Figure 1. IDO1 is up-regulated in PDAC and affects overall patient survival.

(A) Real-time PCR showing relative IDO1 mRNA expression in HPDE cell line and 10 PDAC cell lines. (B) Western blotting showing IDO1 protein expression in normal pancreatic cell line (HPDE) and 10 PDAC cell lines. β-actin was used as an endogenous control. (C) Real-Time PCR showing relative IDO1 mRNA expression in matched PDAC primary tumors vs. the corresponding normal pancreas. (D) Interactive body map showing IDO1 expression in normal tissues and pancreatic adenocarcinoma (PAAD). (E) Box plot map showing TPM-normalized expression of IDO1 in normal tissues and pancreatic adenocarcinoma (PAAD). Since there are only four normal pancreatic samples in TCGA data, we combined them with the pancreatic samples in GTEx data.

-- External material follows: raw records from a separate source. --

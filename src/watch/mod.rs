// src/watch/mod.rs

//! File watching and change detection.
//!
//! This module is responsible for:
//! - Compiling a namespace's `include` / `exclude` patterns (`patterns`).
//! - Expanding patterns into concrete paths to subscribe to (`resolver`).
//! - Wiring up a cross-platform filesystem watcher (`notify`) that turns OS
//!   notifications into [`ChangeEvent`]s (`watcher`).
//!
//! It does **not** know about processes; deciding what a change means is
//! the supervisor's job.

pub mod event;
pub mod path_utils;
pub mod patterns;
pub mod resolver;
pub mod watcher;

pub use event::{ChangeEvent, ChangeKind};
pub use patterns::{ExcludeRules, WatchProfile};
pub use resolver::PathResolver;
pub use watcher::{
    register_pattern, register_patterns, ChangeSenders, ChangeStreams, ChangeWatcher,
};
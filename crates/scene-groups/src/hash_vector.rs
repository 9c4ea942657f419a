//! Swap-remove indexed container backing every group.
//!
//! Stores unique `Copy` values with O(1) amortized add, O(1) remove-by-value
//! (swap with the last element), O(1) contains/index lookup and cheap
//! unordered iteration. Iteration order is **unstable across removals**:
//! removing any element may move the last element into its slot.

use std::fmt;
use std::hash::Hash;

use hashbrown::HashMap;
use rustc_hash::FxBuildHasher;
use thiserror::Error;

/// Container misuse error type.
#[derive(Debug, Error, PartialEq, Eq)]
pub enum HashVectorError {
    /// The value is already present.
    #[error("value is already present")]
    Duplicate,
    /// The value is not present.
    #[error("value is not present")]
    Missing,
}

/// Unordered container with O(1) add, remove-by-value and index lookup.
pub struct HashVector<V> {
    values: Vec<V>,
    indices: HashMap<V, usize, FxBuildHasher>,
}

impl<V: Copy + Eq + Hash> HashVector<V> {
    /// Create an empty container.
    #[must_use]
    pub fn new() -> Self {
        Self {
            values: Vec::new(),
            indices: HashMap::default(),
        }
    }

    /// Append a value.
    ///
    /// # Panics
    ///
    /// Panics if the value is already present; adding a member twice means
    /// the caller's bookkeeping is broken.
    pub fn add(&mut self, value: V) {
        if let Err(err) = self.try_add(value) {
            panic!("HashVector::add: {err}");
        }
    }

    /// Append a value, failing on duplicates.
    pub fn try_add(&mut self, value: V) -> Result<(), HashVectorError> {
        if self.indices.contains_key(&value) {
            return Err(HashVectorError::Duplicate);
        }
        self.indices.insert(value, self.values.len());
        self.values.push(value);
        Ok(())
    }

    /// Remove a value by swapping the last element into its slot.
    ///
    /// # Panics
    ///
    /// Panics if the value is not present.
    pub fn remove(&mut self, value: V) {
        if let Err(err) = self.try_remove(value) {
            panic!("HashVector::remove: {err}");
        }
    }

    /// Remove a value, failing when absent.
    pub fn try_remove(&mut self, value: V) -> Result<(), HashVectorError> {
        let Some(slot) = self.indices.remove(&value) else {
            return Err(HashVectorError::Missing);
        };

        let last = self.values.len() - 1;
        if slot != last {
            let moved = self.values[last];
            self.values[slot] = moved;
            self.indices.insert(moved, slot);
        }
        self.values.truncate(last);
        Ok(())
    }

    /// Check whether a value is present.
    #[must_use]
    pub fn contains(&self, value: V) -> bool {
        self.indices.contains_key(&value)
    }

    /// Current index of a value, if present.
    #[must_use]
    pub fn get_index_of(&self, value: V) -> Option<usize> {
        self.indices.get(&value).copied()
    }

    /// Current index of a value.
    ///
    /// # Panics
    ///
    /// Panics if the value is not present.
    #[must_use]
    pub fn index_of(&self, value: V) -> usize {
        match self.get_index_of(value) {
            Some(index) => index,
            None => panic!("HashVector::index_of: {}", HashVectorError::Missing),
        }
    }

    /// Value at an index, if in range.
    #[must_use]
    pub fn get(&self, index: usize) -> Option<&V> {
        self.values.get(index)
    }

    /// Value at an index.
    ///
    /// # Panics
    ///
    /// Panics if the index is out of range.
    #[must_use]
    pub fn at(&self, index: usize) -> V {
        self.values[index]
    }

    /// Number of stored values.
    #[must_use]
    pub fn len(&self) -> usize {
        self.values.len()
    }

    /// Check whether the container is empty.
    #[must_use]
    pub fn is_empty(&self) -> bool {
        self.values.is_empty()
    }

    /// Remove everything.
    pub fn clear(&mut self) {
        self.values.clear();
        self.indices.clear();
    }

    /// Move every value out, leaving the container empty.
    pub fn take_all(&mut self) -> Vec<V> {
        self.indices.clear();
        std::mem::take(&mut self.values)
    }

    /// Iterate over current contents in storage order.
    pub fn iter(&self) -> std::slice::Iter<'_, V> {
        self.values.iter()
    }

    /// Current contents as a slice.
    #[must_use]
    pub fn as_slice(&self) -> &[V] {
        &self.values
    }
}

impl<V: Copy + Eq + Hash> Default for HashVector<V> {
    fn default() -> Self {
        Self::new()
    }
}

impl<'a, V: Copy + Eq + Hash> IntoIterator for &'a HashVector<V> {
    type Item = &'a V;
    type IntoIter = std::slice::Iter<'a, V>;

    fn into_iter(self) -> Self::IntoIter {
        self.iter()
    }
}

impl<V: Copy + Eq + Hash + fmt::Debug> fmt::Debug for HashVector<V> {
    fn fmt(&self, f: &mut fmt::Formatter<'_>) -> fmt::Result {
        f.debug_list().entries(self.values.iter()).finish()
    }
}

#[cfg(test)]
mod tests {
    use super::*;

    #[test]
    fn test_add_contains_len() {
        let mut v = HashVector::new();
        v.add(10);
        v.add(20);
        v.add(30);

        assert_eq!(v.len(), 3);
        assert!(v.contains(20));
        assert!(!v.contains(40));
    }

    #[test]
    fn test_swap_remove_moves_last() {
        let mut v = HashVector::new();
        v.add(1);
        v.add(2);
        v.add(3);

        v.remove(1);

        // 3 took the freed slot; the index map must agree.
        assert_eq!(v.len(), 2);
        assert_eq!(v.at(0), 3);
        assert_eq!(v.index_of(3), 0);
        assert_eq!(v.index_of(2), 1);
        assert!(!v.contains(1));
    }

    #[test]
    fn test_remove_last_element() {
        let mut v = HashVector::new();
        v.add(1);
        v.add(2);

        v.remove(2);
        assert_eq!(v.len(), 1);
        assert_eq!(v.at(0), 1);
    }

    #[test]
    fn test_index_invariant_under_churn() {
        let mut v = HashVector::new();
        for i in 0..32 {
            v.add(i);
        }
        for i in (0..32).step_by(3) {
            v.remove(i);
        }
        v.add(100);
        v.add(101);

        for i in 0..v.len() {
            assert_eq!(v.index_of(v.at(i)), i);
        }
    }

    #[test]
    fn test_try_variants_report_misuse() {
        let mut v = HashVector::new();
        v.add(7);

        assert_eq!(v.try_add(7), Err(HashVectorError::Duplicate));
        assert_eq!(v.try_remove(8), Err(HashVectorError::Missing));
        assert_eq!(v.try_remove(7), Ok(()));
        assert!(v.is_empty());
    }

    #[test]
    #[should_panic(expected = "already present")]
    fn test_double_add_panics() {
        let mut v = HashVector::new();
        v.add(1);
        v.add(1);
    }

    #[test]
    #[should_panic(expected = "not present")]
    fn test_remove_absent_panics() {
        let mut v: HashVector<i32> = HashVector::new();
        v.remove(1);
    }

    #[test]
    fn test_take_all_and_clear() {
        let mut v = HashVector::new();
        v.add(1);
        v.add(2);

        let taken = v.take_all();
        assert_eq!(taken.len(), 2);
        assert!(v.is_empty());

        v.add(3);
        v.clear();
        assert!(v.is_empty());
        assert!(!v.contains(3));
    }
}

The results in D & E were generated by the online tool GEPIA (http://gepia.cancer-pku.cn/index.html). (F) Kaplan–Meier plot showing survival probability between high and low IDO1 expression in pancreatic cancer based on TCGA database. The result was generated from the online tool UALCAN (http://ualcan.path.uab.edu). Significance of survival impact is measured by log-rank test. For all in vitro studies n = 3. Data are means ± SEM. Statistical significance for (A) was assessed using one-way ANOVA followed by Dunnett's post hoc test whereas for (E), one-way ANOVA using tumor or normal as variable was used for calculating differential expression (* P < 0.05; ** P < 0.01; *** P < 0.001). T, tumor; N, normal.